A TIPS procedure is a life-saving detour built entirely inside your liver. It relieves dangerously high blood pressure in the liver by creating a new tunnel for blood to flow through.
Common Indications for TIPS
Your doctor may urgently request a TIPS procedure if you have liver disease (cirrhosis) that has caused:
- Severe, life-threatening bleeding from swollen veins in your esophagus or stomach (varices).
- A massive, stubborn buildup of fluid in your abdomen (refractory ascites) that constantly needs to be drained.
What exactly does a TIPS do?
When a scarred liver impedes portal flow, TIPS creates a stented channel between the portal and hepatic venous systems to reduce portal pressure. It can help control variceal bleeding or refractory ascites, but bleeding may persist or recur and the shunt can worsen hepatic encephalopathy, heart failure, or liver function.
What happens during the procedure?
Despite treating the liver, the doctor actually enters through a small vein in your neck (the jugular vein). Using X-ray guidance, they navigate a catheter down to your liver. A specialized needle creates a pathway through the liver tissue to connect the two major veins, and a metal stent is deployed to keep this new tunnel wide open.
Do I need to prepare?
Follow the anesthesia team's fasting instructions. Assessment commonly includes liver and kidney function, blood count and coagulation, infection, portal-vein anatomy, cardiac status, current encephalopathy, and transplant context; no test can ensure the procedure is risk-free.
How long does it take?
This is a complex procedure that typically takes 1 to 3 hours.
Will it be painful?
Deep sedation or general anesthesia is commonly used, but the exact plan varies.

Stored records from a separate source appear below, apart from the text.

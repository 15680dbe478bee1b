//! TTL cache for icon resolutions.
//!
//! Entries are keyed by (active set, symbolic name). Expiry is checked on
//! read; there is no background sweeper.

use std::collections::HashMap;
use std::time::{Duration, Instant};

use super::ResolvedIcon;

/// Result of a cache read.
#[derive(Debug, Clone, PartialEq)]
pub enum CacheLookup {
    /// A fresh entry
    Hit(ResolvedIcon),
    /// An entry exists but outlived the TTL
    Expired,
    /// No entry
    Miss,
}

#[derive(Debug, Clone)]
struct CacheEntry {
    stored_at: Instant,
    icon: ResolvedIcon,
}

/// Resolution cache with a fixed time-to-live.
#[derive(Debug, Clone)]
pub struct IconCache {
    ttl: Duration,
    entries: HashMap<(String, String), CacheEntry>,
}

impl IconCache {
    /// Creates an empty cache. A zero TTL disables caching.
    #[must_use]
    pub fn new(ttl: Duration) -> Self {
        Self {
            ttl,
            entries: HashMap::new(),
        }
    }

    /// Returns the configured TTL.
    #[must_use]
    pub fn ttl(&self) -> Duration {
        self.ttl
    }

    /// Returns true if entries are ever stored.
    #[must_use]
    pub fn is_enabled(&self) -> bool {
        !self.ttl.is_zero()
    }

    /// Reads an entry without modifying the cache.
    #[must_use]
    pub fn lookup(&self, set: &str, name: &str) -> CacheLookup {
        match self.entries.get(&key(set, name)) {
            Some(entry) if entry.stored_at.elapsed() < self.ttl => {
                CacheLookup::Hit(entry.icon.clone())
            }
            Some(_) => CacheLookup::Expired,
            None => CacheLookup::Miss,
        }
    }

    /// Stores a resolution.
    pub fn insert(&mut self, set: &str, name: &str, icon: ResolvedIcon) {
        if !self.is_enabled() {
            return;
        }
        self.entries.insert(
            key(set, name),
            CacheEntry {
                stored_at: Instant::now(),
                icon,
            },
        );
    }

    /// Removes an entry if it has expired; returns true if one was removed.
    pub fn evict_if_expired(&mut self, set: &str, name: &str) -> bool {
        let k = key(set, name);
        let expired = self
            .entries
            .get(&k)
            .is_some_and(|entry| entry.stored_at.elapsed() >= self.ttl);
        if expired {
            self.entries.remove(&k);
        }
        expired
    }

    /// Drops every entry.
    pub fn clear(&mut self) {
        self.entries.clear();
    }

    /// Returns the number of stored entries, including expired ones not yet evicted.
    #[must_use]
    pub fn len(&self) -> usize {
        self.entries.len()
    }

    /// Returns true if no entries are stored.
    #[must_use]
    pub fn is_empty(&self) -> bool {
        self.entries.is_empty()
    }
}

fn key(set: &str, name: &str) -> (String, String) {
    (set.to_string(), name.to_string())
}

Anesthesia reduces procedural pain and awareness but cannot guarantee no discomfort and carries its own risks.
What are the important limitations and safety checks?
Interventional radiology is minimally invasive, but it is not risk-free and is not automatically safer or more effective than surgery, endoscopy, medicines, or observation for every patient. Technical success does not always produce symptom relief or cure disease, and repeat treatment or another approach may be needed. Suitability depends on anatomy, disease severity, comorbidities, imaging, local expertise, and the alternatives available.

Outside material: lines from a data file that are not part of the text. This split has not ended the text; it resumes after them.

//! Notification daemon backend (`dunstify`).
//!
//! Builds one `dunstify` invocation per notification and runs it through
//! the protocol state machine in [`protocol`](super::protocol):
//!
//! - `-r <id>` replaces a visible notification with the same identifier
//! - `-A key,label` per action; the process then blocks until the user
//!   picks one, the notification expires, or it is dismissed
//! - Title and message are always the last two arguments, after `--`
//!
//! Both output pipes are drained on reader threads while the process runs,
//! so a chatty daemon never blocks on a full pipe.

use std::collections::BTreeSet;
use std::io::{self, Read};
use std::path::PathBuf;
use std::process::{Command, Stdio};
use std::thread::JoinHandle;
use std::time::{Duration, Instant};

use tracing::{debug, error, warn};

use super::cancel::CancelToken;
use super::error::DispatchError;
use super::protocol::{wait_for_exit, DispatchEvent, DispatchMachine, WaitResult};
use super::NotificationBackend;
use crate::config::DaemonSettings;
use crate::icons::{glyph, ResolvedIcon, SourceKind};
use crate::types::{Capability, NotificationRequest, SendOutcome};

/// Name of the daemon backend.
pub const DUNST_BACKEND: &str = "dunst";

/// Upper bound for non-interactive invocations.
const LAUNCH_GUARD: Duration = Duration::from_secs(10);

/// Extra wait past the notification timeout before killing the process.
const RESPONSE_GRACE: Duration = Duration::from_millis(1000);

/// Modulus for hashed replace ids.
const REPLACE_ID_MODULUS: u64 = 1_000_000;

/// Backend that shells out to `dunstify`.
#[derive(Debug, Clone)]
pub struct DaemonBackend {
    settings: DaemonSettings,
}

impl DaemonBackend {
    /// Creates a backend from its settings.
    #[must_use]
    pub fn new(settings: DaemonSettings) -> Self {
        Self { settings }
    }

    /// Returns the backend settings.
    #[must_use]
    pub fn settings(&self) -> &DaemonSettings {
        &self.settings
    }

    /// Builds the notification arguments, after the configured prefix args.
    #[must_use]
    pub fn build_args(&self, request: &NotificationRequest, icon: &ResolvedIcon) -> Vec<String> {
        let mut args = Vec::new();

        if let Some(id) = &request.notification_id {
            args.push("-r".to_string());
            args.push(replace_id(id));
        }

        if let Some(urgency) = request.urgency {
            args.push("-u".to_string());
            args.push(urgency.as_str().to_string());
        }

        if let Some(timeout) = request.timeout_ms {
            args.push("-t".to_string());
            args.push(self.clamp_timeout(timeout).to_string());
        }

        if let Some(icon_arg) = icon_argument(icon) {
            args.push("-i".to_string());
            args.push(icon_arg);
        }

        if let Some(category) = &self.settings.category {
            args.push("-h".to_string());
            args.push(format!("string:category:{}", category));
        }

        if let Some(entry) = &self.settings.desktop_entry {
            args.push("-h".to_string());
            args.push(format!("string:desktop-entry:{}", entry));
        }

        for (key, label) in &request.actions {
            args.push("-A".to_string());
            args.push(format!("{},{}", key, label));
        }

        args.push("--".to_string());
        args.push(request.title.clone());
        args.push(request.message.clone());
        args
    }

    fn clamp_timeout(&self, timeout_ms: u32) -> u32 {
        timeout_ms.min(self.settings.max_timeout_ms)
    }

    /// How long to wait before killing the process, if at all.
    fn wait_bound(&self, request: &NotificationRequest) -> Option<Duration> {
        if !request.has_actions() {
            return Some(LAUNCH_GUARD);
        }
        match request.timeout_ms.map(|t| self.clamp_timeout(t)) {
            Some(0) | None => None,
            Some(ms) => Some(Duration::from_millis(u64::from(ms)) + RESPONSE_GRACE),
        }
    }
}

impl NotificationBackend for DaemonBackend {
    fn name(&self) -> &str {
        DUNST_BACKEND
    }

    fn priority(&self) -> i32 {
        self.settings.priority
    }

    fn capabilities(&self) -> BTreeSet<Capability> {
        let mut caps: BTreeSet<Capability> = [
            Capability::Actions,
            Capability::Urgency,
            Capability::Timeout,
            Capability::Icons,
        ]
        .into_iter()
        .collect();
        if self.settings.supports_markup {
            caps.insert(Capability::Markup);
        }
        caps
    }

    fn is_available(&self) -> bool {
        find_executable(&self.settings.command).is_some()
    }

    fn send(
        &self,
        request: &NotificationRequest,
        icon: &ResolvedIcon,
        cancel: &CancelToken,
    ) -> SendOutcome {
        let args = self.build_args(request, icon);
        let mut machine = DispatchMachine::new(request.has_actions());
        debug!(
            "Running {} {:?} {:?}",
            self.settings.command, self.settings.args, args
        );

        let spawned = Command::new(&self.settings.command)
            .args(&self.settings.args)
            .args(&args)
            .stdin(Stdio::null())
            .stdout(Stdio::piped())
            .stderr(Stdio::piped())
            .spawn();

        let mut child = match spawned {
            Ok(child) => {
                machine.advance(DispatchEvent::Launched);
                child
            }
            Err(e) => {
                error!("Failed to launch {}: {}", self.settings.command, e);
                machine.advance(DispatchEvent::LaunchFailed(DispatchError::Launch {
                    command: self.settings.command.clone(),
                    reason: e.to_string(),
                }));
                return machine.into_outcome();
            }
        };

        let stdout_reader = drain(child.stdout.take());
        let stderr_reader = drain(child.stderr.take());

        let bound = self.wait_bound(request);
        let deadline = bound.map(|b| Instant::now() + b);

        // Readers of a killed process are detached: a grandchild may still hold the pipe.
        let event = match wait_for_exit(&mut child, deadline, cancel) {
            Ok(WaitResult::Exited(status)) => {
                match collect(stderr_reader) {
                    Ok(stderr) if !status.success() && !stderr.trim_ascii().is_empty() => {
                        debug!("Daemon stderr: {}", String::from_utf8_lossy(&stderr).trim());
                    }
                    Ok(_) => {}
                    Err(e) => debug!("Failed to read daemon stderr: {}", e),
                }
                match collect(stdout_reader).and_then(|bytes| {
                    String::from_utf8(bytes).map_err(|e| format!("stdout is not UTF-8: {}", e))
                }) {
                    Ok(stdout) => DispatchEvent::Exited {
                        code: status.code(),
                        stdout,
                    },
                    Err(reason) => DispatchEvent::OutputFailed(DispatchError::Output(reason)),
                }
            }
            Ok(WaitResult::TimedOut) => DispatchEvent::TimedOut {
                after: bound.unwrap_or_default(),
            },
            Ok(WaitResult::Cancelled) => {
                debug!("Send cancelled; daemon process killed");
                DispatchEvent::Cancelled
            }
            Err(e) => DispatchEvent::WaitFailed(e),
        };

        machine.advance(event);
        let outcome = machine.into_outcome();
        if let SendOutcome::Failed { error } = &outcome {
            warn!("Notification '{}' failed: {}", request.title, error);
        }
        outcome
    }
}

/// Reads a child pipe to the end on its own thread.
fn drain<R>(pipe: Option<R>) -> Option<JoinHandle<io::Result<Vec<u8>>>>
where
    R: Read + Send + 'static,
{
    pipe.map(|mut pipe| {
        std::thread::spawn(move || {
            let mut buf = Vec::new();
            pipe.read_to_end(&mut buf).map(|_| buf)
        })
    })
}

/// Joins a pipe reader and returns what it read.
fn collect(reader: Option<JoinHandle<io::Result<Vec<u8>>>>) -> Result<Vec<u8>, String> {
    match reader {
        None => Ok(Vec::new()),
        Some(handle) => match handle.join() {
            Ok(result) => result.map_err(|e| e.to_string()),
            Err(_) => Err("pipe reader panicked".to_string()),
        },
    }
}

/// Chooses the `-i` argument for a resolved icon.
///
/// Files are passed as paths. Glyphs are dropped because the daemon cannot
/// render them. Unresolved names go through as theme icon names.
fn icon_argument(icon: &ResolvedIcon) -> Option<String> {
    match icon.source_kind {
        SourceKind::System | SourceKind::Bundled | SourceKind::LiteralPath => {
            icon.resolved_reference.clone()
        }
        SourceKind::Glyph => None,
        SourceKind::None => {
            let name = icon.original_name.trim();
            (!name.is_empty() && !glyph::is_literal_glyph(name)).then(|| name.to_string())
        }
    }
}

/// Maps a notification identifier to a `dunstify -r` id.
///
/// Numeric identifiers are used verbatim; anything else is hashed with
/// 64-bit FNV-1a modulo 1 000 000, so the same string always maps to the
/// same id across processes.
///
/// ```
/// use desktop_notify::backends::replace_id;
///
/// assert_eq!(replace_id("4242"), "4242");
/// assert_eq!(replace_id("build-status"), replace_id("build-status"));
/// ```
#[must_use]
pub fn replace_id(notification_id: &str) -> String {
    let trimmed = notification_id.trim();
    if let Ok(numeric) = trimmed.parse::<u32>() {
        return numeric.to_string();
    }

    const FNV_OFFSET: u64 = 0xcbf2_9ce4_8422_2325;
    const FNV_PRIME: u64 = 0x0000_0100_0000_01b3;
    let hash = notification_id
        .bytes()
        .fold(FNV_OFFSET, |acc, byte| (acc ^ u64::from(byte)).wrapping_mul(FNV_PRIME));
    (hash % REPLACE_ID_MODULUS).to_string()
}

/// Locates a program the way a shell would.
///
/// Commands containing a `/` are checked directly; others are searched on `PATH`.
#[must_use]
pub fn find_executable(command: &str) -> Option<PathBuf> {
    which::which(command).ok()
}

Risks vary by procedure and may include pain, bleeding, infection, contrast reaction, kidney injury, radiation exposure, vessel or organ injury, clotting, device movement or blockage, sedation complications, treatment failure, and an unplanned operation or admission. Tissue sampling can be nondiagnostic and requires pathology; tumor treatments require oncology follow-up. The consent discussion should cover the patient-specific benefits, material risks, alternatives, and what happens if the procedure cannot be completed.
Preparation is individualized. Give the team a complete list of anticoagulants, antiplatelet drugs, diabetes medicines, supplements, allergies, kidney problems, pregnancy possibility, and prior contrast reactions. Do not stop a blood thinner or diabetes medicine on your own: the procedural team and prescribing clinician must balance bleeding against thrombosis or metabolic risk and provide exact written instructions. Fasting, laboratory tests, antibiotics, sedation, escort, admission, and aftercare differ by procedure.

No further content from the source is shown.